Mais de 90 mil pessoas ainda poderão morrer de câncer, causado pela radiação do
acidente nuclear. O episódio foi decisivo para Gorbatchov iniciar a glasnost
(transparência) e desistir da corrida nuclear, o que acabou com a guerra fria
com os Estados Unidos e foi um dos catalisadores do fim da própria União
Soviética.
A
maior tragédia humanitária do século passado, porém, não teve nada a ver com
eventos geológicos, climáticos ou biológicos. Foi fruto do nacionalismo
extremado de algumas nações e da ambição de poder de Adolf Hitler. A II Guerra
Mundial, entre 1939 e 1945, mobilizou mais de 100 milhões de militares e deixou
mais de 70 milhões de mortos. Foi a única vez que armas nucleares foram
utilizadas em combate, resultando na morte de mais de 140 mil pessoas no Japão,
nos bombardeios feitos pelos Estados Unidos nas cidades de Hiroshima e
Nagasaki. Além disso, a loucura de Hitler resultou no Holocausto. Dos 6 milhões
de judeus mortos somente em Auschwitz, o mais conhecido campo de concentração
nazista, 1 milhão foi assassinado nas câmaras de gás e cremados.
Mortes
em massa também foram provocadas por decisões políticas e econômicas
equivocadas de líderes comunistas. As coletivizações forçadas de Josef Stálin,
na antiga União Soviética, nos anos de 1932-33, mataram de fome 10 milhões de
camponeses na Ucrânia, e 1,25 milhão no Cazaquistão. O Grande Salto Adiante de
Mao Tse Tung, na China, de 1958 a 1961, matou de fome 20 milhões de chineses.
Entre 1994 e 1998, na Coreia de Norte, o fim da ajuda soviética, fatores
climáticos e erros de planejamento de Kim Jong-un provocaram a morte de, pelo
menos, 600 mil pessoas por desnutrição (fala-se em até 3 milhões de
norte-coreanos).
Países
de dimensões continentais, por sua escala demográfica, têm inércia de manobra
comparada aos grandes navios. Erros no rumo estratégico, principalmente na
economia e políticas públicas, têm consequências de grande envergadura.
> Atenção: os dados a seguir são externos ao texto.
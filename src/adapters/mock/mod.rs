//! Test doubles for the trait seams.
//!
//! - [`MockHttpClient`] - HTTP client with configurable responses and a request log
//! - [`InMemoryCredentials`] - in-memory credential storage with failure switches

pub mod credentials;
pub mod http;

pub use credentials::InMemoryCredentials;
pub use http::{MockHttpClient, MockResponse, RecordedRequest};
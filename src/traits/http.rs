//! HTTP client trait abstraction.
//!
//! The API client only ever talks to the network through [`HttpClient`], so
//! tests can count and inspect every request.

use async_trait::async_trait;
use bytes::Bytes;
use std::collections::HashMap;

/// HTTP headers represented as a key-value map.
pub type Headers = HashMap<String, String>;

/// HTTP response wrapper.
#[derive(Debug, Clone)]
pub struct Response {
    /// HTTP status code
    pub status: u16,
    /// Response headers
    pub headers: Headers,
    /// Response body
    pub body: Bytes,
}

impl Response {
    /// Create a new response.
    pub fn new(status: u16, body: Bytes) -> Self {
        Self {
            status,
            headers: HashMap::new(),
            body,
        }
    }

    /// Create a new response with headers.
    pub fn with_headers(status: u16, headers: Headers, body: Bytes) -> Self {
        Self {
            status,
            headers,
            body,
        }
    }

    /// Create a response whose body is the serialized `value`.
    pub fn json_body(status: u16, value: &serde_json::Value) -> Self {
        Self::new(status, Bytes::from(value.to_string()))
    }

    /// Check if the response indicates success (2xx status).
    pub fn is_success(&self) -> bool {
        (200..300).contains(&self.status)
    }

    /// Parse the response body as JSON.
    pub fn json<T: serde::de::DeserializeOwned>(&self) -> Result<T, serde_json::Error> {
        serde_json::from_slice(&self.body)
    }
}

/// HTTP client errors.
#[derive(Debug, Clone, PartialEq)]
pub enum HttpError {
    /// Connection failed
    ConnectionFailed(String),
    /// Request timeout
    Timeout(String),
    /// Request was cancelled
    Cancelled,
    /// IO error
    Io(String),
    /// Invalid URL
    InvalidUrl(String),
    /// Other error
    Other(String),
}

impl std::fmt::Display for HttpError {
    fn fmt(&self, f: &mut std::fmt::Formatter<'_>) -> std::fmt::Result {
        match self {
            HttpError::ConnectionFailed(msg) => write!(f, "Connection failed: {}", msg),
            HttpError::Timeout(msg) => write!(f, "Request timeout: {}", msg),
            HttpError::Cancelled => write!(f, "Request cancelled"),
            HttpError::Io(msg) => write!(f, "IO error: {}", msg),
            HttpError::InvalidUrl(msg) => write!(f, "Invalid URL: {}", msg),
            HttpError::Other(msg) => write!(f, "HTTP error: {}", msg),
        }
    }
}

impl std::error::Error for HttpError {}

/// Trait for HTTP client operations.
///
/// Non-2xx answers are returned as `Ok(Response)`; only transport failures
/// are `Err`. Status interpretation belongs to the caller.
#[async_trait]
pub trait HttpClient: Send + Sync {
    /// Perform a GET request.
    async fn get(&self, url: &str, headers: &Headers) -> Result<Response, HttpError>;

    /// Perform a POST request with a pre-serialized body.
    async fn post(&self, url: &str, body: &str, headers: &Headers) -> Result<Response, HttpError>;
}

#[cfg(test)]
mod tests {
    use super::*;

    #[test]
    fn test_response_is_success() {
        assert!(Response::new(200, Bytes::new()).is_success());
        assert!(Response::new(201, Bytes::new()).is_success());
        assert!(Response::new(204, Bytes::new()).is_success());
        assert!(!Response::new(301, Bytes::new()).is_success());
        assert!(!Response::new(401, Bytes::new()).is_success());
        assert!(!Response::new(500, Bytes::new()).is_success());
    }

    #[test]
    fn test_response_json_body() {
        let response = Response::json_body(200, &serde_json::json!({ "token": "abc123" }));
        let value: serde_json::Value = response.json().unwrap();
        assert_eq!(value["token"], "abc123");
    }

    #[test]
    fn test_http_error_display() {
        assert_eq!(
            HttpError::ConnectionFailed("refused".to_string()).to_string(),
            "Connection failed: refused"
        );
        assert_eq!(
            HttpError::Timeout("30s".to_string()).to_string(),
            "Request timeout: 30s"
        );
        assert_eq!(HttpError::Cancelled.to_string(), "Request cancelled");
    }
}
O que
está acontecendo nos EUA, por exemplo, devido ao negacionismo de Donald Trump,
entrará para os anais da história como uma dessas grandes tragédias. O país é o
epicentro da pandemia de covid-19, com 17 milhões de casos confirmados e 300
mil mortos pelo novo coronavírus, mais do que o número de soldados americanos
mortos na II Guerra.
Aqui, no Brasil, com quase 7 milhões de infectados e 190 mil mortos, o presidente Jair Bolsonaro vai pelo mesmo caminho, com seu negacionismo, que chega a aponto de se recusar a tomar a vacina contra a covid-19. Sabota, assim, os esforços realizados por autoridades de saúde, prefeitos, governadores e até mesmo pelo governo federal — cuja atuação deixa muito a desejar — para conter a epidemia e imunizar a população contra a doença, única maneira de salvar a economia de profunda recessão e do desemprego em escala sem precedentes, ou seja, de voltar à vida normal. A história não perdoa erros dessa magnitude.